As authorities across the globe asked or mandated people to stay home to slow the spread of the novel coronavirus, they may have also triggered a plunge in global trade that hasn't been seen since the Great Depression, according to the World Trade Organization.

The result will be "painful consequences" for households and businesses across the globe, WTO Director-General Roberto Azevêdo said in a statement Wednesday. Even the WTO's most optimistic forecast for global trade amid the pandemic, a 13% reduction, is worse than what happened during that Great Recession. A plunge the size of the Geneva-based organization's most pessimistic prediction, 32%, hasn't been seen since the Great Depression in the 1930s.

"These numbers are ugly - there is no getting around that," Azevêdo said in a statement. "But a rapid, vigorous rebound is possible ... Keeping markets open and predictable, as well as fostering a more generally favorable business environment, will be critical to spur the renewed investment we will need."


wto coronavirus trade

WTO Secretariat

The WTO's projections of global trade best- and worst-case scenarios.

The WTO also said that it expects trade to recover in the next year, but only if current social distancing policies succeed in slowing the virus' spread. Slowing economic growth and heightening tensions between the U.S. and China were already hampering global trade before the outbreak began, according to the WTO, making the pandemic's effects that much more severe.

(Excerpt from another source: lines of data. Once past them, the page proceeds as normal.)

//! Mica compiler CLI
//!
//! Usage: micac <build|run|check> <input.mica> [options]

use std::fs::File;
use std::io::{self, BufRead, BufReader};
use std::path::{Path, PathBuf};
use std::process::ExitCode;

use clap::{ArgAction, Parser, Subcommand};
use colored::Colorize;
use mica::{BytecodeModule, CompileFailure, CompileOptions, Compilation, Driver};
use tracing_subscriber::{EnvFilter, layer::SubscriberExt, util::SubscriberInitExt};

#[derive(Parser, Debug)]
#[command(name = "micac")]
#[command(version)]
#[command(about = "Mica compiler - build, run and check Mica programs", long_about = None)]
struct Cli {
    #[command(subcommand)]
    command: Command,

    /// Print the bytecode listing after compiling
    #[arg(long, global = true, default_value_t = false)]
    dump_bytecode: bool,

    /// Raise the log level (-v info, -vv debug, -vvv trace); MICA_LOG overrides
    #[arg(short, long, global = true, action = ArgAction::Count)]
    verbose: u8,

    /// Disable colored output
    #[arg(long, global = true, default_value_t = false)]
    no_color: bool,
}

#[derive(Subcommand, Debug)]
enum Command {
    /// Compile a program to a JSON bytecode artifact
    Build {
        #[arg(value_name = "INPUT")]
        input: PathBuf,

        /// Artifact path (defaults to <input>.json)
        #[arg(short, long, value_name = "OUTPUT")]
        output: Option<PathBuf>,
    },

    /// Compile and execute a program, or execute a built artifact
    Run {
        #[arg(value_name = "INPUT")]
        input: PathBuf,

        /// Read program input from this file instead of stdin
        #[arg(long, value_name = "FILE")]
        stdin_file: Option<PathBuf>,
    },

    /// Parse and analyze a program without generating code
    Check {
        #[arg(value_name = "INPUT")]
        input: PathBuf,
    },
}

fn main() -> ExitCode {
    let cli = Cli::parse();
    if cli.no_color {
        colored::control::set_override(false);
    }
    init_tracing(cli.verbose);

    match &cli.command {
        Command::Build { input, output } => build(&cli, input, output.as_deref()),
        Command::Run { input, stdin_file } => run(&cli, input, stdin_file.as_deref()),
        Command::Check { input } => check(input),
    }
}

fn init_tracing(verbosity: u8) {
    let fallback = match verbosity {
        0 => "warn",
        1 => "info",
        2 => "debug",
        _ => "trace",
    };
    tracing_subscriber::registry()
        .with(EnvFilter::try_from_env("MICA_LOG").unwrap_or_else(|_| EnvFilter::new(fallback)))
        .with(tracing_subscriber::fmt::layer().with_writer(io::stderr))
        .init();
}

fn build(cli: &Cli, input: &Path, output: Option<&Path>) -> ExitCode {
    let output = output.map_or_else(|| input.with_extension("json"), Path::to_path_buf);
    let driver = Driver::new(CompileOptions {
        output: Some(output.clone()),
        dump_bytecode: cli.dump_bytecode,
        ..CompileOptions::default()
    });

    match driver.compile_file(input) {
        Ok(compilation) => {
            print_listing(&compilation);
            println!(
                "{}: {} -> {}",
                "compiled".green().bold(),
                input.display(),
                output.display()
            );
            ExitCode::SUCCESS
        }
        Err(failure) => report(&failure),
    }
}

fn run(cli: &Cli, input: &Path, stdin_file: Option<&Path>) -> ExitCode {
    let driver = Driver::new(CompileOptions {
        dump_bytecode: cli.dump_bytecode,
        ..CompileOptions::default()
    });

    let module: BytecodeModule = if input.extension().is_some_and(|ext| ext == "json") {
        match driver.load_artifact(input) {
            Ok(module) => module,
            Err(failure) => return report(&failure),
        }
    } else {
        match driver.compile_file(input) {
            Ok(compilation) => {
                print_listing(&compilation);
                compilation.module
            }
            Err(failure) => return report(&failure),
        }
    };

    let stdin: Box<dyn BufRead> = match stdin_file {
        Some(path) => match File::open(path) {
            Ok(file) => Box::new(BufReader::new(file)),
            Err(err) => {
                eprintln!(
                    "{}: could not open '{}': {}",
                    "error".red().bold(),
                    path.display(),
                    err
                );
                return ExitCode::FAILURE;
            }
        },
        None => Box::new(io::stdin().lock()),
    };

    let execution = driver.run(&module, stdin);
    print!("{}", execution.stdout);
    match execution.error {
        None => ExitCode::SUCCESS,
        Some(err) => {
            eprintln!("{}: {}", "runtime error".red().bold(), err);
            ExitCode::from(u8::try_from(execution.exit_code).unwrap_or(1))
        }
    }
}

fn check(input: &Path) -> ExitCode {
    let source = match std::fs::read_to_string(input) {
        Ok(source) => source,
        Err(err) => {
            eprintln!(
                "{}: could not read file '{}': {}",
                "error".red().bold(),
                input.display(),
                err
            );
            return ExitCode::FAILURE;
        }
    };

    match Driver::default().check_source(&source) {
        Ok(()) => {
            println!("{}: {}", "ok".green().bold(), input.display());
            ExitCode::SUCCESS
        }
        Err(failure) => report(&failure),
    }
}

fn print_listing(compilation: &Compilation) {
    if let Some(listing) = &compilation.listing {
        eprintln!("=== Bytecode ===");
        eprint!("{listing}");
        eprintln!();
    }
}

fn report(failure: &CompileFailure) -> ExitCode {
    eprintln!("{}", failure.render());
    let count = failure.diagnostics().map_or(1, |d| d.len());
    eprintln!(
        "\n{} generated",
        format!("{} error{}", count, if count == 1 { "" } else { "s" })
            .red()
            .bold()
    );
    ExitCode::FAILURE
}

The outbreak has already dealt a substantial blow to the US economy. More than 16.8 million Americans have filed for unemployment benefits in the past three weeks alone, and fear of the outbreak erased nearly four years of gains from the stock market.

The US has reported more cases of the novel coronavirus than any other country - 428,900 at the time of publication - including 14,692 deaths. The outbreak of the virus and the debilitating respiratory illness it causes were first identified in Wuhan, China, in December, and has since been declared a pandemic by the WHO.